## DATA FOR REVIEW
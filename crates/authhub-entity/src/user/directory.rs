//! User directory trait: the persistence collaborator behind authentication.
//!
//! The relational store backing this trait is outside the scope of this
//! workspace; `authhub-directory` ships an in-memory implementation for
//! development and testing.

use async_trait::async_trait;

use authhub_core::result::AppResult;

use super::model::{NewUser, User, UserPatch};

/// Lookup, creation, and update of user records.
///
/// Lookups return `Ok(None)` for absent records; `Err` is reserved for
/// store failures. Mutations of a non-existent user return
/// `ErrorKind::NotFound`.
#[async_trait]
pub trait UserDirectory: Send + Sync + 'static {
    /// Find a user by id.
    async fn find_by_id(&self, id: i64) -> AppResult<Option<User>>;

    /// Find a user by email address.
    async fn find_by_email(&self, email: &str) -> AppResult<Option<User>>;

    /// Find a user by linked federated identity id.
    async fn find_by_federated_id(&self, federated_id: &str) -> AppResult<Option<User>>;

    /// Create a new user and return it with its assigned id.
    async fn create(&self, user: NewUser) -> AppResult<User>;

    /// Apply a partial update and return the updated user.
    async fn update(&self, id: i64, patch: UserPatch) -> AppResult<User>;

    /// Attach a federated identity to an existing account.
    async fn link_federated_id(&self, id: i64, federated_id: &str) -> AppResult<User>;

    /// Replace the stored password record.
    async fn set_password(&self, id: i64, password_hash: &str) -> AppResult<()>;

    /// Delete a user. Returns `true` if a record was removed.
    async fn delete(&self, id: i64) -> AppResult<bool>;

    /// List users, paginated. Pages are 1-based.
    async fn list(&self, page: u64, page_size: u64) -> AppResult<Vec<User>>;
}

## PROBLEM STATEMENT
Please write the entries out again exactly as they stand.

## TASK RESPONSE
filename crates/authhub-entity/src/user/directory.rs
//! User directory trait: the persistence collaborator behind authentication.
//!
//! The relational store backing this trait is outside the scope of this
//! workspace; `authhub-directory` ships an in-memory implementation for
//! development and testing.

use async_trait::async_trait;

use authhub_core::result::AppResult;

use super::model::{NewUser, User, UserPatch};

/// Lookup, creation, and update of user records.
///
/// Lookups return `Ok(None)` for absent records; `Err` is reserved for
/// store failures. Mutations of a non-existent user return
/// `ErrorKind::NotFound`.
#[async_trait]
pub trait UserDirectory: Send + Sync + 'static {
    /// Find a user by id.
    async fn find_by_id(&self, id: i64) -> AppResult<Option<User>>;

    /// Find a user by email address.
    async fn find_by_email(&self, email: &str) -> AppResult<Option<User>>;

    /// Find a user by linked federated identity id.
    async fn find_by_federated_id(&self, federated_id: &str) -> AppResult<Option<User>>;

    /// Create a new user and return it with its assigned id.
    async fn create(&self, user: NewUser) -> AppResult<User>;

    /// Apply a partial update and return the updated user.
    async fn update(&self, id: i64, patch: UserPatch) -> AppResult<User>;

    /// Attach a federated identity to an existing account.
    async fn link_federated_id(&self, id: i64, federated_id: &str) -> AppResult<User>;

    /// Replace the stored password record.
    async fn set_password(&self, id: i64, password_hash: &str) -> AppResult<()>;

    /// Delete a user. Returns `true` if a record was removed.
    async fn delete(&self, id: i64) -> AppResult<bool>;

    /// List users, paginated. Pages are 1-based.
    async fn list(&self, page: u64, page_size: u64) -> AppResult<Vec<User>>;
}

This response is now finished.